• Aim of the exercise
Using the entries below, copy out all lines where "poller" is found.

START Records shown

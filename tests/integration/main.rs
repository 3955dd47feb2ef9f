//! Integration tests: the full config -> sources -> poller -> API path.

mod mock_source;
mod pipeline;
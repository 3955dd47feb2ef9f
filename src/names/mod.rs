//! Team and player name standardization.
//!
//! Free-text names from different sources ("NY Knicks", "GSW",
//! "Lakers Los Angeles") are mapped to one canonical spelling in two
//! stages: an exact, case-insensitive alias lookup, then a token-set
//! fuzzy scan over every registered canonical name. Inputs that score
//! below the cutoff come back trimmed but otherwise unchanged.

pub mod registry;
pub mod similarity;

use serde::Serialize;
use std::collections::HashMap;
use std::sync::Arc;
use tokio::sync::RwLock;
use tracing::{debug, info};

use crate::config::NamesConfig;
pub use registry::CanonicalEntity;
use similarity::token_set_ratio;

/// Default minimum fuzzy score for a match.
pub const DEFAULT_CUTOFF: u8 = 70;

/// Standardizer shared between the poller and the read API.
pub type SharedStandardizer = Arc<RwLock<NameStandardizer>>;

/// How a raw name was resolved.
#[derive(Debug, Clone, PartialEq, Eq, Serialize)]
pub struct NameMatch {
    pub input: String,
    pub canonical: String,
    pub matched: bool,
    /// Fuzzy score of the accepted candidate; `None` for alias hits and
    /// misses.
    pub score: Option<u8>,
}

#[derive(Debug, Clone)]
pub struct NameStandardizer {
    /// Canonical entities in registration order. Fuzzy ties go to the
    /// earliest entry.
    entities: Vec<CanonicalEntity>,
    /// Lowercased alias -> index into `entities`.
    aliases: HashMap<String, usize>,
    cutoff: u8,
}

impl Default for NameStandardizer {
    fn default() -> Self {
        Self::with_defaults(DEFAULT_CUTOFF)
    }
}

impl NameStandardizer {
    /// An empty standardizer: every input passes through unchanged.
    pub fn new(cutoff: u8) -> Self {
        Self {
            entities: Vec::new(),
            aliases: HashMap::new(),
            cutoff,
        }
    }

    /// Standardizer loaded with the built-in league tables and aliases.
    pub fn with_defaults(cutoff: u8) -> Self {
        let mut standardizer = Self::new(cutoff);
        for league in registry::LEAGUES {
            standardizer.add_entities(league.entities.iter().copied());
            debug!(league = league.name, entities = league.entities.len(), "Built-in league loaded");
        }
        for (alias, canonical) in registry::ALIASES {
            standardizer.add_alias(alias, canonical);
        }
        standardizer
    }

    /// Built-in tables extended with configured entities and aliases.
    pub fn from_config(config: &NamesConfig) -> Self {
        let mut standardizer = if config.builtin_tables {
            Self::with_defaults(config.cutoff)
        } else {
            Self::new(config.cutoff)
        };
        standardizer.add_entities(config.entities.iter().map(String::as_str));
        for (alias, canonical) in &config.aliases {
            standardizer.add_alias(alias, canonical);
        }
        info!(
            entities = standardizer.len(),
            aliases = standardizer.aliases.len(),
            cutoff = standardizer.cutoff,
            "Name standardizer ready"
        );
        standardizer
    }

    pub fn into_shared(self) -> SharedStandardizer {
        Arc::new(RwLock::new(self))
    }

    pub fn cutoff(&self) -> u8 {
        self.cutoff
    }

    /// Number of canonical entities.
    pub fn len(&self) -> usize {
        self.entities.len()
    }

    pub fn is_empty(&self) -> bool {
        self.entities.is_empty()
    }

    pub fn entity(&self, canonical_name: &str) -> Option<&CanonicalEntity> {
        self.entities
            .iter()
            .find(|e| e.canonical_name == canonical_name)
    }

    // -- Registration ----------------------------------------------------

    /// Append canonical entities. Names already registered are skipped.
    /// Each new name also becomes its own alias unless that alias is
    /// already bound.
    pub fn add_entities<'a>(&mut self, names: impl IntoIterator<Item = &'a str>) {
        for name in names {
            let name = name.trim();
            if name.is_empty() || self.entity(name).is_some() {
                continue;
            }
            self.entities.push(CanonicalEntity::new(name));
            self.add_alias(name, name);
        }
    }

    /// Bind `alias` to `canonical`, registering `canonical` if needed.
    ///
    /// Returns `false` when the alias is already bound; existing bindings
    /// are never changed.
    pub fn add_alias(&mut self, alias: &str, canonical: &str) -> bool {
        let key = alias.trim().to_lowercase();
        if key.is_empty() || self.aliases.contains_key(&key) {
            return false;
        }
        let canonical = canonical.trim();
        let index = match self.entities.iter().position(|e| e.canonical_name == canonical) {
            Some(index) => index,
            None => {
                self.entities.push(CanonicalEntity::new(canonical));
                self.entities.len() - 1
            }
        };
        self.entities[index].alias_set.insert(key.clone());
        self.aliases.insert(key, index);
        true
    }

    // -- Lookup ----------------------------------------------------------

    /// Canonical name for `raw`, or `raw.trim()` when nothing matches.
    pub fn clean_name(&self, raw: &str) -> String {
        self.resolve(raw).canonical
    }

    /// Like [`clean_name`](Self::clean_name) but reports how the name
    /// was resolved.
    pub fn resolve(&self, raw: &str) -> NameMatch {
        let trimmed = raw.trim();
        let unmatched = || NameMatch {
            input: raw.to_string(),
            canonical: trimmed.to_string(),
            matched: false,
            score: None,
        };
        if trimmed.is_empty() {
            return unmatched();
        }

        // 1. Exact alias.
        if let Some(&index) = self.aliases.get(&trimmed.to_lowercase()) {
            return NameMatch {
                input: raw.to_string(),
                canonical: self.entities[index].canonical_name.clone(),
                matched: true,
                score: None,
            };
        }

        // 2. Fuzzy scan, first candidate wins ties.
        let mut best: Option<(&CanonicalEntity, u8)> = None;
        for entity in &self.entities {
            let score = token_set_ratio(trimmed, &entity.canonical_name);
            if best.map_or(true, |(_, top)| score > top) {
                best = Some((entity, score));
            }
        }

        match best {
            Some((entity, score)) if score >= self.cutoff => {
                debug!(input = trimmed, canonical = %entity.canonical_name, score, "Fuzzy name match");
                NameMatch {
                    input: raw.to_string(),
                    canonical: entity.canonical_name.clone(),
                    matched: true,
                    score: Some(score),
                }
            }
            Some((entity, score)) => {
                debug!(
                    input = trimmed,
                    nearest = %entity.canonical_name,
                    score,
                    cutoff = self.cutoff,
                    "No confident name match"
                );
                unmatched()
            }
            None => unmatched(),
        }
    }

    /// Whether two raw names standardize to the same canonical name.
    pub fn is_same_team(&self, a: &str, b: &str) -> bool {
        self.clean_name(a) == self.clean_name(b)
    }

    /// Raw token-set score between two names, ignoring the registry.
    pub fn match_score(&self, a: &str, b: &str) -> u8 {
        token_set_ratio(a, b)
    }
}

// ---------------------------------------------------------------------------
// Tests
// ---------------------------------------------------------------------------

END Records shown

• Solution for this problem
//! Integration tests: the full config -> sources -> poller -> API path.
/// Standardizer shared between the poller and the read API.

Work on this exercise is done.